# Action item
Going from the top of the data below, give again each line through the one containing "pub fn dcs(marker: u8, body: &[u8])", both ends kept.

[Saved entries]
************

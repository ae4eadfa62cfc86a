// libpn532-rs/libpn532/src/protocol/checksum.rs
//! Link-frame checksums and the ISO/IEC 14443-3 CRC_A.

use crate::constants::CRC_A_PRESET;

/// Compute Length Checksum (LCS) for an information frame
/// LCS = 0x100 - LEN (mod 256)
pub fn lcs(len: u8) -> u8 {
    0u8.wrapping_sub(len)
}

/// Compute Data Checksum (DCS) over the frame identifier and body
/// DCS = 0x100 - ((TFI + sum(body)) & 0xff)
pub fn dcs(marker: u8, body: &[u8]) -> u8 {
    let sum = body.iter().fold(marker, |acc, &b| acc.wrapping_add(b));
    0u8.wrapping_sub(sum)
}

/// LEN + LCS must be zero modulo 256.
pub fn length_checksum_ok(len: u8, lcs: u8) -> bool {
    len.wrapping_add(lcs) == 0
}

/// TFI + sum(body) + DCS must be zero modulo 256.
pub fn data_checksum_ok(marker: u8, body: &[u8], dcs: u8) -> bool {
    body.iter()
        .fold(marker.wrapping_add(dcs), |acc, &b| acc.wrapping_add(b))
        == 0
}

/// CRC_A (ISO/IEC 14443-3 Annex B), returned least significant byte first.
pub fn crc_a(data: &[u8]) -> [u8; 2] {
    let crc = data.iter().fold(CRC_A_PRESET, |crc, &byte| {
        let mut b = byte ^ (crc & 0x00FF) as u8;
        b ^= b << 4;
        let b = u16::from(b);
        (crc >> 8) ^ (b << 8) ^ (b << 3) ^ (b >> 4)
    });
    crc.to_le_bytes()
}

/// Append CRC_A to `data`, for frames sent through InCommunicateThru where
/// the controller does not add the CRC itself.
pub fn with_crc_a(data: &[u8]) -> Vec<u8> {
    let mut out = Vec::with_capacity(data.len() + 2);
    out.extend_from_slice(data);
    out.extend_from_slice(&crc_a(data));
    out
}
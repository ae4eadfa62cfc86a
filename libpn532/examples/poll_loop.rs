//! Poll once for a Type A and a Type B target and print what answered.
//!
//! Usage:
//!   cargo run -p libpn532 --example poll_loop --features serial -- /dev/ttyUSB0
//!
//! Without a port argument the first serial port found is used.

use anyhow::Context;
use libpn532::config::SerialConfig;
use libpn532::device::Device;
use libpn532::utils::bytes_to_hex;
use libpn532::PollOutcome;

fn main() -> anyhow::Result<()> {
    env_logger::init();

    let config = match std::env::args().nth(1) {
        Some(path) => SerialConfig::with_path(path),
        None => SerialConfig::default(),
    };
    let device = Device::open(&config).context("opening serial port")?;
    let mut device = device.initialize().context("initializing PN532")?;

    let fw = device.firmware_version()?;
    println!(
        "PN532 firmware {}.{} (support {:#04x})",
        fw.version, fw.revision, fw.support
    );

    match device.poll_a() {
        PollOutcome::Found(t) => println!(
            "Type A: UID {} SENS_RES {} SEL_RES {:02x} ATS {}",
            bytes_to_hex(&t.nfcid),
            bytes_to_hex(&t.sens_res),
            t.sel_res,
            bytes_to_hex(&t.ats)
        ),
        PollOutcome::NotFound => println!("Type A: none"),
        PollOutcome::Failed(e) => println!("Type A: poll failed: {}", e),
    }

    match device.poll_b() {
        PollOutcome::Found(t) => println!(
            "Type B: PUPI {} SENSB_RES {}",
            bytes_to_hex(t.nfcid()),
            bytes_to_hex(&t.sensb_res)
        ),
        PollOutcome::NotFound => println!("Type B: none"),
        PollOutcome::Failed(e) => println!("Type B: poll failed: {}", e),
    }

    device.mute()?;
    Ok(())
}
// libpn532-rs/libpn532/src/backend.rs
//! Operations shared by every way of driving a reader under test, so test
//! code can switch between a local controller and other implementations.

use std::time::Duration;

use crate::config::EXCHANGE_TIMEOUT_MS;
use crate::device::{Device, Initialized, RawExchange};
use crate::protocol::{Register, RfConfigItem};
use crate::types::{PollOutcome, TypeATarget, TypeBTarget};
use crate::utils::ms;
use crate::{Error, Result};

/// A reader that can discover targets and exchange data with them.
///
/// Only discovery, exchange and antenna control are required. Register
/// level and raw entry points default to [`Error::UnsupportedOperation`].
pub trait NfcBackend {
    /// Prefix for log records about this backend.
    fn label(&self) -> &str {
        "[NfcBackend]"
    }

    /// Read timeout used for exchanges with an activated target.
    fn exchange_timeout(&self) -> Duration {
        ms(EXCHANGE_TIMEOUT_MS)
    }

    /// True when the reader identifies as the expected controller.
    fn verify_firmware_version(&mut self) -> Result<bool>;

    /// Look for one Type A target.
    fn poll_a(&mut self) -> PollOutcome<TypeATarget>;

    /// Look for one Type B target.
    fn poll_b(&mut self) -> PollOutcome<TypeBTarget>;

    /// Send `data` (target number first) to an activated target. `None`
    /// when nothing usable came back.
    fn transceive(&mut self, data: &[u8]) -> Result<Option<Vec<u8>>>;

    /// Send each APDU in turn, stopping at the first one left unanswered.
    fn transceive_multiple(&mut self, apdus: &[Vec<u8>]) -> Result<Option<Vec<Vec<u8>>>> {
        let mut responses = Vec::with_capacity(apdus.len());
        for apdu in apdus {
            match self.transceive(apdu)? {
                Some(rsp) => responses.push(rsp),
                None => return Ok(None),
            }
        }
        Ok(Some(responses))
    }

    /// Exchange `data` with target `target_id`. The default prepends the
    /// target number and goes through [`NfcBackend::transceive`], ignoring
    /// `timeout`.
    fn in_data_exchange(
        &mut self,
        target_id: u8,
        data: &[u8],
        _timeout: Duration,
    ) -> Result<Option<Vec<u8>>> {
        let mut args = Vec::with_capacity(1 + data.len());
        args.push(target_id);
        args.extend_from_slice(data);
        self.transceive(&args)
    }

    /// Switch the antenna off.
    fn mute(&mut self) -> Result<()>;

    /// Switch the antenna on.
    fn unmute(&mut self) -> Result<()>;

    /// Send `data` with CRC_A appended to every target in the field.
    fn send_broadcast(&mut self, _data: &[u8]) -> Result<Vec<u8>> {
        Err(Error::unsupported("send_broadcast"))
    }

    /// Exchange `data` with host-controlled framing.
    fn transceive_raw(&mut self, _data: &[u8], _exchange: &RawExchange) -> Result<Option<Vec<u8>>> {
        Err(Error::unsupported("transceive_raw"))
    }

    /// Read controller registers in order.
    fn read_registers(&mut self, _registers: &[Register], _use_cache: bool) -> Result<Vec<u8>> {
        Err(Error::unsupported("read_registers"))
    }

    /// Write controller registers.
    fn write_registers(&mut self, _values: &[(Register, u8)], _use_cache: bool) -> Result<()> {
        Err(Error::unsupported("write_registers"))
    }

    /// Apply one RF configuration item.
    fn rf_configuration(&mut self, _item: RfConfigItem, _value: &[u8], _use_cache: bool) -> Result<()> {
        Err(Error::unsupported("rf_configuration"))
    }

    /// Link frame for `body`, for backends that speak the controller's
    /// framing.
    fn construct_frame(&self, _body: &[u8]) -> Result<Vec<u8>> {
        Err(Error::unsupported("construct_frame"))
    }

    /// Drop anything buffered between host and reader.
    fn reset_buffers(&mut self) -> Result<()> {
        Ok(())
    }
}

impl NfcBackend for Device<Initialized> {
    fn label(&self) -> &str {
        Device::label(self)
    }

    fn exchange_timeout(&self) -> Duration {
        self.config.exchange_timeout
    }

    fn verify_firmware_version(&mut self) -> Result<bool> {
        Device::verify_firmware_version(self)
    }

    fn poll_a(&mut self) -> PollOutcome<TypeATarget> {
        Device::poll_a(self)
    }

    fn poll_b(&mut self) -> PollOutcome<TypeBTarget> {
        Device::poll_b(self)
    }

    fn transceive(&mut self, data: &[u8]) -> Result<Option<Vec<u8>>> {
        Device::transceive(self, data)
    }

    fn in_data_exchange(&mut self, target_id: u8, data: &[u8], timeout: Duration) -> Result<Option<Vec<u8>>> {
        Device::in_data_exchange(self, target_id, data, timeout)
    }

    fn mute(&mut self) -> Result<()> {
        Device::mute(self)
    }

    fn unmute(&mut self) -> Result<()> {
        Device::unmute(self)
    }

    fn send_broadcast(&mut self, data: &[u8]) -> Result<Vec<u8>> {
        Device::send_broadcast(self, data)
    }

    fn transceive_raw(&mut self, data: &[u8], exchange: &RawExchange) -> Result<Option<Vec<u8>>> {
        Device::transceive_raw(self, data, exchange)
    }

    fn read_registers(&mut self, registers: &[Register], use_cache: bool) -> Result<Vec<u8>> {
        Device::read_registers(self, registers, use_cache)
    }

    fn write_registers(&mut self, values: &[(Register, u8)], use_cache: bool) -> Result<()> {
        Device::write_registers(self, values, use_cache)
    }

    fn rf_configuration(&mut self, item: RfConfigItem, value: &[u8], use_cache: bool) -> Result<()> {
        Device::rf_configuration(self, item, value, use_cache)
    }

    fn construct_frame(&self, body: &[u8]) -> Result<Vec<u8>> {
        crate::protocol::Frame::encode_with_marker(crate::constants::HOST_MARKER, body)
    }

    fn reset_buffers(&mut self) -> Result<()> {
        Device::reset_buffers(self)
    }
}
// libpn532-rs/libpn532/src/protocol/responses.rs
//! Decoding of controller replies. Every function here takes the payload
//! with the echoed command code already stripped.

use crate::constants::{PN532_IC, SENSB_RES_MARKER, SEL_RES_ISO_DEP};
use crate::protocol::parser::{byte_at, ensure_len, length_prefixed_at, slice_at};
use crate::types::{DetectedTarget, FirmwareVersion, Modulation, TypeATarget, TypeBTarget};
use crate::{Error, Result};

/// SENSB_RES length reported inside InListPassiveTarget target data
pub const SENSB_RES_LEN: usize = 12;

impl FirmwareVersion {
    /// Parse `[IC, Ver, Rev, Support]`.
    pub fn parse(payload: &[u8]) -> Result<Self> {
        let b = slice_at(payload, 0, 4)?;
        Ok(Self {
            ic: b[0],
            version: b[1],
            revision: b[2],
            support: b[3],
        })
    }

    /// True when the IC byte identifies a PN532.
    pub fn is_pn532(&self) -> bool {
        self.ic == PN532_IC
    }
}

impl TypeATarget {
    /// Parse one TargetData block of a 106 kbps Type A listing. ATS is only
    /// present for ISO-DEP targets. Returns the target and bytes consumed.
    pub fn from_target_data(data: &[u8]) -> Result<(Self, usize)> {
        let target_id = byte_at(data, 0)?;
        let sens = slice_at(data, 1, 2)?;
        let sel_res = byte_at(data, 3)?;
        let (nfcid, mut idx) = length_prefixed_at(data, 4)?;
        let mut ats = Vec::new();
        if sel_res & SEL_RES_ISO_DEP != 0 && idx < data.len() {
            // ATS length byte counts itself
            let ats_len = data[idx] as usize;
            let body = ats_len.saturating_sub(1);
            ats = slice_at(data, idx + 1, body)?.to_vec();
            idx += 1 + body;
        }
        Ok((
            Self {
                target_id,
                sens_res: [sens[0], sens[1]],
                sel_res,
                nfcid: nfcid.to_vec(),
                ats,
            },
            idx,
        ))
    }
}

impl TypeBTarget {
    /// Parse one TargetData block of a 106 kbps Type B listing:
    /// Tg, ATQB(12), ATTRIB_RES length, ATTRIB_RES.
    pub fn from_target_data(data: &[u8]) -> Result<(Self, usize)> {
        let target_id = byte_at(data, 0)?;
        let sensb_res = slice_at(data, 1, SENSB_RES_LEN)?;
        if sensb_res[0] != SENSB_RES_MARKER {
            return Err(Error::FrameFormat(format!(
                "SENSB_RES must start with {:#04x}, got {:#04x}",
                SENSB_RES_MARKER, sensb_res[0]
            )));
        }
        let (attrib_res, idx) = length_prefixed_at(data, 1 + SENSB_RES_LEN)?;
        Ok((
            Self {
                target_id,
                sensb_res: sensb_res.to_vec(),
                attrib_res: attrib_res.to_vec(),
            },
            idx,
        ))
    }
}

/// Parse a single-target Type A poll reply: `[NbTg, TargetData...]`.
///
/// The ATS length byte is honoured whenever it is present, and a missing one
/// leaves the ATS empty. NbTg = 0 means nothing answered.
pub fn parse_poll_a(payload: &[u8]) -> Result<Option<TypeATarget>> {
    if byte_at(payload, 0)? == 0 {
        return Ok(None);
    }
    let data = &payload[1..];
    let target_id = byte_at(data, 0)?;
    let sens = slice_at(data, 1, 2)?;
    let sel_res = byte_at(data, 3)?;
    let (nfcid, idx) = length_prefixed_at(data, 4)?;
    let ats = match data.get(idx) {
        Some(&len) => slice_at(data, idx + 1, (len as usize).saturating_sub(1))?.to_vec(),
        None => Vec::new(),
    };
    Ok(Some(TypeATarget {
        target_id,
        sens_res: [sens[0], sens[1]],
        sel_res,
        nfcid: nfcid.to_vec(),
        ats,
    }))
}

/// Parse an InListPassiveTarget reply holding up to NbTg targets.
pub fn parse_target_list(modulation: Modulation, payload: &[u8]) -> Result<Vec<DetectedTarget>> {
    let count = byte_at(payload, 0)? as usize;
    let mut rest = &payload[1..];
    let mut targets = Vec::with_capacity(count);
    for _ in 0..count {
        let (target, used): (DetectedTarget, usize) = match modulation {
            Modulation::TypeA => {
                let (t, used) = TypeATarget::from_target_data(rest)?;
                (t.into(), used)
            }
            Modulation::TypeB => {
                let (t, used) = TypeBTarget::from_target_data(rest)?;
                (t.into(), used)
            }
            Modulation::TypeF => {
                return Err(Error::unsupported("listing Type F targets"));
            }
        };
        targets.push(target);
        rest = &rest[used..];
    }
    Ok(targets)
}

/// Split the status byte off an InDataExchange/InCommunicateThru reply.
pub fn split_status(payload: &[u8]) -> Result<(u8, &[u8])> {
    ensure_len(payload, 1)?;
    Ok((payload[0], &payload[1..]))
}
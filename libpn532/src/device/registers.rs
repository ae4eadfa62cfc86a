// libpn532-rs/libpn532/src/device/registers.rs
//! ReadRegister / WriteRegister with optional write elision.

use log::{debug, trace};

use crate::device::handle::{Device, Initialized};
use crate::protocol::parser::slice_at;
use crate::protocol::{Command, Register};
use crate::Result;

impl Device<Initialized> {
    /// Read `registers` in order. With `use_cache`, no command is sent when
    /// every value is already known.
    pub fn read_registers(&mut self, registers: &[Register], use_cache: bool) -> Result<Vec<u8>> {
        if use_cache {
            if let Some(values) = self.registers.lookup_all(registers) {
                trace!("{} register read served from cache", self.label());
                return Ok(values);
            }
        }

        let args: Vec<u8> = registers.iter().flat_map(|r| r.address_bytes()).collect();
        let timeout = self.config.command_timeout;
        let rsp = self.execute(Command::ReadRegister, &args, timeout)?;
        let values = slice_at(&rsp, 0, registers.len())?.to_vec();
        for (reg, val) in registers.iter().zip(&values) {
            debug!("{} read {:?} = 0b{:08b}", self.label(), reg, val);
            self.registers.store(*reg, *val);
        }
        Ok(values)
    }

    /// Write `values`. With `use_cache`, only pairs that differ from the cache
    /// go out, and nothing is sent if none do. Afterwards the cache holds
    /// the full input.
    pub fn write_registers(&mut self, values: &[(Register, u8)], use_cache: bool) -> Result<()> {
        let pending = if use_cache {
            self.registers.changed(values)
        } else {
            values.to_vec()
        };
        if pending.is_empty() {
            trace!("{} register write elided", self.label());
            return Ok(());
        }

        let mut args = Vec::with_capacity(pending.len() * 3);
        for (reg, val) in &pending {
            debug!("{} write {:?} = 0b{:08b}", self.label(), reg, val);
            args.extend_from_slice(&reg.address_bytes());
            args.push(*val);
        }
        let timeout = self.config.command_timeout;
        self.execute(Command::WriteRegister, &args, timeout)?;
        self.registers.store_all(values);
        Ok(())
    }
}
// libpn532-rs/libpn532/src/transport/serial.rs

//! Serial (HSU) transport.
#![cfg(feature = "serial")]

use std::io::{ErrorKind, Read, Write};
use std::time::{Duration, Instant};

use log::debug;
use serialport::{ClearBuffer, SerialPort};

use crate::config::SerialConfig;
use crate::transport::traits::Transport;
use crate::{Error, Result};

/// HSU transport over a serial port (UART or USB-serial bridge).
pub struct SerialTransport {
    port: Box<dyn SerialPort>,
    path: String,
}

impl SerialTransport {
    /// Open the configured port, or the first port the system reports when
    /// no path is given.
    pub fn open(config: &SerialConfig) -> Result<Self> {
        let path = match &config.path {
            Some(p) => p.clone(),
            None => serialport::available_ports()?
                .into_iter()
                .next()
                .map(|p| p.port_name)
                .ok_or(Error::DeviceNotFound)?,
        };
        debug!("opening {} at {} baud", path, config.baud_rate);
        let port = serialport::new(&path, config.baud_rate)
            .timeout(config.read_timeout)
            .open()?;
        Ok(Self { port, path })
    }
}

impl Transport for SerialTransport {
    fn send(&mut self, data: &[u8]) -> Result<()> {
        self.port.write_all(data)?;
        Ok(())
    }

    fn receive(&mut self, len: usize, timeout: Duration) -> Result<Vec<u8>> {
        let deadline = Instant::now() + timeout;
        let mut out = vec![0u8; len];
        let mut filled = 0;
        while filled < len {
            let now = Instant::now();
            if now >= deadline {
                break;
            }
            self.port.set_timeout(deadline - now)?;
            match self.port.read(&mut out[filled..]) {
                Ok(0) => break,
                Ok(n) => filled += n,
                Err(e) if e.kind() == ErrorKind::TimedOut => break,
                Err(e) if e.kind() == ErrorKind::Interrupted => continue,
                Err(e) => return Err(e.into()),
            }
        }
        out.truncate(filled);
        Ok(out)
    }

    fn flush(&mut self) -> Result<()> {
        self.port.flush()?;
        Ok(())
    }

    fn reset_input(&mut self) -> Result<()> {
        self.port.clear(ClearBuffer::Input)?;
        Ok(())
    }

    fn reset_output(&mut self) -> Result<()> {
        self.port.clear(ClearBuffer::Output)?;
        Ok(())
    }

    fn name(&self) -> String {
        self.path.clone()
    }
}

************

# Solved exercise
repository ae4eadfa62cfc86a
// libpn532-rs/libpn532/src/protocol/checksum.rs
//! Link-frame checksums and the ISO/IEC 14443-3 CRC_A.

use crate::constants::CRC_A_PRESET;

/// Compute Length Checksum (LCS) for an information frame
/// LCS = 0x100 - LEN (mod 256)
pub fn lcs(len: u8) -> u8 {
    0u8.wrapping_sub(len)
}

/// Compute Data Checksum (DCS) over the frame identifier and body
/// DCS = 0x100 - ((TFI + sum(body)) & 0xff)
pub fn dcs(marker: u8, body: &[u8]) -> u8 {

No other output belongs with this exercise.